··· TASK MATERIAL ···
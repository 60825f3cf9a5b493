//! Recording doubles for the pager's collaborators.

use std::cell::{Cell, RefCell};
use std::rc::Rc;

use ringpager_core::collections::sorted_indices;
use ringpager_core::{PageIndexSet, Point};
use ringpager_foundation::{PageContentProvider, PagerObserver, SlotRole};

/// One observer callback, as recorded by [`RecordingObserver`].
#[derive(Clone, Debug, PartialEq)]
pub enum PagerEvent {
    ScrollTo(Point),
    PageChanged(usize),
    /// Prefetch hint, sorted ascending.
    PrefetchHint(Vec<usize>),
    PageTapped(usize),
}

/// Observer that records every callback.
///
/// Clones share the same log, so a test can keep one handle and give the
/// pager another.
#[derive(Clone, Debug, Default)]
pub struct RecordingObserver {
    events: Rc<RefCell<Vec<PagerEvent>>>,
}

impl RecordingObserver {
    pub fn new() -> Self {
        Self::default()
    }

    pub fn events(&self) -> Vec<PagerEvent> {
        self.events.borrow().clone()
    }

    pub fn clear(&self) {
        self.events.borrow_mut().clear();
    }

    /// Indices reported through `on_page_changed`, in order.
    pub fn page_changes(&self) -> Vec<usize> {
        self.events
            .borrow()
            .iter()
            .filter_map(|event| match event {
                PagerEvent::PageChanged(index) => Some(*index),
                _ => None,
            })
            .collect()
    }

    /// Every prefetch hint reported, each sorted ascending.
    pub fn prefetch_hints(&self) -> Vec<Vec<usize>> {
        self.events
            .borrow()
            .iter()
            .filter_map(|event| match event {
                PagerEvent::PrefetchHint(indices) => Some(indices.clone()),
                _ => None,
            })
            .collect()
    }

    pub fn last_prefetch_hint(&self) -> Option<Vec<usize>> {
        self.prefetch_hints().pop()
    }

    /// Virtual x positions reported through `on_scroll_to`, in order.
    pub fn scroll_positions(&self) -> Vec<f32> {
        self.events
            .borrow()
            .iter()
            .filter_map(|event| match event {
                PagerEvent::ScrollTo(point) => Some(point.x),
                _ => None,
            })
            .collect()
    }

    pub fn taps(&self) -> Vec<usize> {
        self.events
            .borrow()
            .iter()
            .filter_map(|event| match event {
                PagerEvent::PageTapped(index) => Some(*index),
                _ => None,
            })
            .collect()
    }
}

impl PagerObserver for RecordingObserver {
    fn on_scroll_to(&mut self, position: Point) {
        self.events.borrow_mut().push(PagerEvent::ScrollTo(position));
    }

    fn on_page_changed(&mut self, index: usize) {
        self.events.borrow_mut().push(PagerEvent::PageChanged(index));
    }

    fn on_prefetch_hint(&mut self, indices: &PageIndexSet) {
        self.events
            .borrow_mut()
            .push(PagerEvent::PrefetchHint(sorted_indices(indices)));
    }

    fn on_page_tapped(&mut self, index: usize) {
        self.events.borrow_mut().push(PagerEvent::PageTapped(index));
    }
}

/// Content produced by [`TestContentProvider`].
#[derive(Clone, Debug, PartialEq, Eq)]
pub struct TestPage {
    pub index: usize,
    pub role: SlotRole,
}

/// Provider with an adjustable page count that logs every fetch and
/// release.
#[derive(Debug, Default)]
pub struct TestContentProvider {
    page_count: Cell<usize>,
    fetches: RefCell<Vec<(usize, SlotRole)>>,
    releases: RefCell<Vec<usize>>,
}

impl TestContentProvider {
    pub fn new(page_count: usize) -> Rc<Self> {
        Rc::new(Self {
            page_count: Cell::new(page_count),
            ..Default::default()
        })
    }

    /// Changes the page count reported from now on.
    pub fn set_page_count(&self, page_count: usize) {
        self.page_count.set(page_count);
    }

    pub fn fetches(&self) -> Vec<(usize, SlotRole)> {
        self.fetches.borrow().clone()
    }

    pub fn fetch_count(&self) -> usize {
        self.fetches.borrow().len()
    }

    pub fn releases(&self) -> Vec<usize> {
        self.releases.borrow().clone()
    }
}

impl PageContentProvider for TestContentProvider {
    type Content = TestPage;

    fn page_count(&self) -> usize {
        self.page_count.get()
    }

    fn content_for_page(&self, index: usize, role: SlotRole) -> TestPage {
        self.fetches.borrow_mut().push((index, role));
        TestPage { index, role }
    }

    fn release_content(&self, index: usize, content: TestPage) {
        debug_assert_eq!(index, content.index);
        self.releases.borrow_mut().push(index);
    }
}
···
:: TASK BRIEF ::
Up to and including the line with "each sorted ascending.", please return the records exactly, beginning from their first line.

:: EXERCISE OUTPUT ::
repository 60825f3cf9a5b493
//! Recording doubles for the pager's collaborators.

use std::cell::{Cell, RefCell};
use std::rc::Rc;

use ringpager_core::collections::sorted_indices;
use ringpager_core::{PageIndexSet, Point};
use ringpager_foundation::{PageContentProvider, PagerObserver, SlotRole};

/// One observer callback, as recorded by [`RecordingObserver`].
#[derive(Clone, Debug, PartialEq)]
pub enum PagerEvent {
    ScrollTo(Point),
    PageChanged(usize),
    /// Prefetch hint, sorted ascending.
    PrefetchHint(Vec<usize>),
    PageTapped(usize),
}

/// Observer that records every callback.
///
/// Clones share the same log, so a test can keep one handle and give the
/// pager another.
#[derive(Clone, Debug, Default)]
pub struct RecordingObserver {
    events: Rc<RefCell<Vec<PagerEvent>>>,
}

impl RecordingObserver {
    pub fn new() -> Self {
        Self::default()
    }

    pub fn events(&self) -> Vec<PagerEvent> {
        self.events.borrow().clone()
    }

    pub fn clear(&self) {
        self.events.borrow_mut().clear();
    }

    /// Indices reported through `on_page_changed`, in order.
    pub fn page_changes(&self) -> Vec<usize> {
        self.events
            .borrow()
            .iter()
            .filter_map(|event| match event {
                PagerEvent::PageChanged(index) => Some(*index),
                _ => None,
            })
            .collect()
    }

    /// Every prefetch hint reported, each sorted ascending.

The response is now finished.